By Edited Jul 8, 2014 1 2

Birds are one of the most challenging photographic subjects.  They are generally small and restless creatures, making them extremely difficult to approach.  Add to this inhospitable environments and unpredictable weather and it almost begs the question why so many people donate so much time to pursuing this hobby.

The answer could be the satisfaction gained from obtaining a clean, sharp photograph of that relentlessly pursued species.  It might mean finally getting the perfect shot of a more common species.  Or it may just be the sense of peace experienced by actually being out there enjoying nature and your favourite pastime.

The path to obtaining consistently good bird images can be very expensive.  Professional quality prime lenses are costly, along with high end DSLR cameras.  Add accessories such as tripods, monopods and post processing software to this list, and the cost soon becomes prohibitive.

Fortunately, for the keen amateur, this does not have to be the case.  Quite good bird photos can be taken using fairly basic DSLR equipment and lenses in the 300mm zoom range.  The secret to better images is to get as close as possible to the subject.
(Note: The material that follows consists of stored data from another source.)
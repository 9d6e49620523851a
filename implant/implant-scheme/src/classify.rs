//! Label classification.
//!
//! Classification is the construction-time gate for every other operation:
//! callers classify a raw label first and branch on the returned variant,
//! instead of tripping an assertion deep inside a lookup.

use implant_types::{ShapeLabel, SubRange};

use crate::definition::ProductDefinition;
use crate::error::{SchemeError, SchemeResult};

/// A label proven to be a stem of one product line, together with its
/// sub-range index and zero-based offset.
#[derive(Debug, Clone, Copy, PartialEq, Eq)]
pub struct StemLabel {
    /// The underlying label.
    pub label: ShapeLabel,
    /// Index into the product's sub-range table.
    pub range_index: usize,
    /// Zero-based offset within the sub-range.
    pub offset: u32,
}

/// What a raw label names within one product line.
#[derive(Debug, Clone, Copy, PartialEq, Eq)]
pub enum LabelKind {
    /// A stem size, with its classification witness.
    Stem(StemLabel),
    /// A head size.
    Head,
    /// The cutplane marker.
    CutPlane,
    /// A sub-range marker.
    RangeMarker,
    /// Not a label of this product line.
    Foreign,
}

/// Pure predicates over one product line's label intervals.
#[derive(Debug, Clone, Copy)]
pub struct LabelClassifier<'a> {
    def: &'a ProductDefinition,
}

impl<'a> LabelClassifier<'a> {
    /// Creates a classifier over `def`.
    #[must_use]
    pub fn new(def: &'a ProductDefinition) -> Self {
        Self { def }
    }

    /// Classifies a raw label.
    #[must_use]
    pub fn classify(&self, label: ShapeLabel) -> LabelKind {
        let (lower, upper) = self.def.label_block;
        if !label.in_closed_range(lower, upper) {
            return LabelKind::Foreign;
        }
        for (range_index, range) in self.def.sub_ranges.iter().enumerate() {
            if let Some(offset) = range.offset_of(label) {
                return LabelKind::Stem(StemLabel {
                    label,
                    range_index,
                    offset,
                });
            }
        }
        let (head_lower, head_upper) = self.def.head_block;
        if label.in_closed_range(head_lower, head_upper) {
            return LabelKind::Head;
        }
        if label == self.def.cutplane_label {
            return LabelKind::CutPlane;
        }
        if let Some((marker_lower, marker_upper)) = self.def.marker_block {
            if label.in_closed_range(marker_lower, marker_upper) {
                return LabelKind::RangeMarker;
            }
        }
        LabelKind::Foreign
    }

    /// True when `label` names a stem size.
    #[must_use]
    pub fn is_stem(&self, label: ShapeLabel) -> bool {
        matches!(self.classify(label), LabelKind::Stem(_))
    }

    /// True when `label` names a head size.
    #[must_use]
    pub fn is_head(&self, label: ShapeLabel) -> bool {
        matches!(self.classify(label), LabelKind::Head)
    }

    /// True when `label` is the cutplane marker.
    #[must_use]
    pub fn is_cutplane(&self, label: ShapeLabel) -> bool {
        matches!(self.classify(label), LabelKind::CutPlane)
    }

    /// True when `label` is a sub-range marker.
    #[must_use]
    pub fn is_range_marker(&self, label: ShapeLabel) -> bool {
        matches!(self.classify(label), LabelKind::RangeMarker)
    }

    /// The sub-range containing a stem label.
    #[must_use]
    pub fn sub_range_of(&self, label: ShapeLabel) -> Option<&'a SubRange> {
        match self.classify(label) {
            LabelKind::Stem(stem) => self.def.sub_ranges.get(stem.range_index),
            _ => None,
        }
    }

    /// Classifies `label` as a stem, or reports the precondition violation.
    pub fn require_stem(&self, label: ShapeLabel) -> SchemeResult<StemLabel> {
        match self.classify(label) {
            LabelKind::Stem(stem) => Ok(stem),
            _ => Err(SchemeError::NotAStem { label }),
        }
    }

    /// Checks that `label` names a head, or reports the precondition
    /// violation.
    pub fn require_head(&self, label: ShapeLabel) -> SchemeResult<ShapeLabel> {
        if self.is_head(label) {
            Ok(label)
        } else {
            Err(SchemeError::NotAHead { label })
        }
    }

    /// Steps a stem label one offset forward or back within its own
    /// sub-range.
    ///
    /// Stepping past a boundary returns the label unchanged - families are
    /// never crossed implicitly; crossing requires an explicit similar-size
    /// resolution.
    pub fn next_prev_stem(&self, label: ShapeLabel, forward: bool) -> SchemeResult<ShapeLabel> {
        let stem = self.require_stem(label)?;
        let range = &self.def.sub_ranges[stem.range_index];
        let stepped = label.next(if forward { 1 } else { -1 });
        if range.contains(stepped) {
            Ok(stepped)
        } else {
            Ok(label)
        }
    }
}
 Approaching birds is not easy.  They are generally very wary creatures.  A good technique is to find a spot with a lot of bird activity and sit down.  Be patient and the birds will eventually return to their natural behaviour.  Avoid any loud noises or sudden movements and wear drab coloured clothing.  Have the camera up near your face ready to go, so you are not required to quickly raise it when a bird comes into range.  Make sure your camera settings are good to go and are suitable for the conditions.  This will eliminate the need to make camera adjustments just before taking a picture.

At times, this approach is not practical, and it may be necessary to move around.  Try not to approach the bird head on, but move at an angle toward it.  If possible, approach crouched down or even on your knees or stomach and move slowly.  Once again, avoid any sudden movements.

Some species will respond to squeaks and whistles.  If standing near a clump of thick vegetation and you can hear birds amongst the bushes, crouch down and make a series of squeaking or kissing sounds.  This will sometimes entice the birds out for a look and they will often perch on exposed branches on top of the bushes, allowing for a nice photo opportunity if you are quick enough.

Bird hides are great for getting close.  Patience and quiet are the keys to success in hides.  Make sure you are aware of the local species habits so you can minimise your time in the hide, being present only when the birds are most active.  It can be frustrating, especially if the birds are there but are not quite venturing close enough or they are sitting partially obscured behind a branch or rock.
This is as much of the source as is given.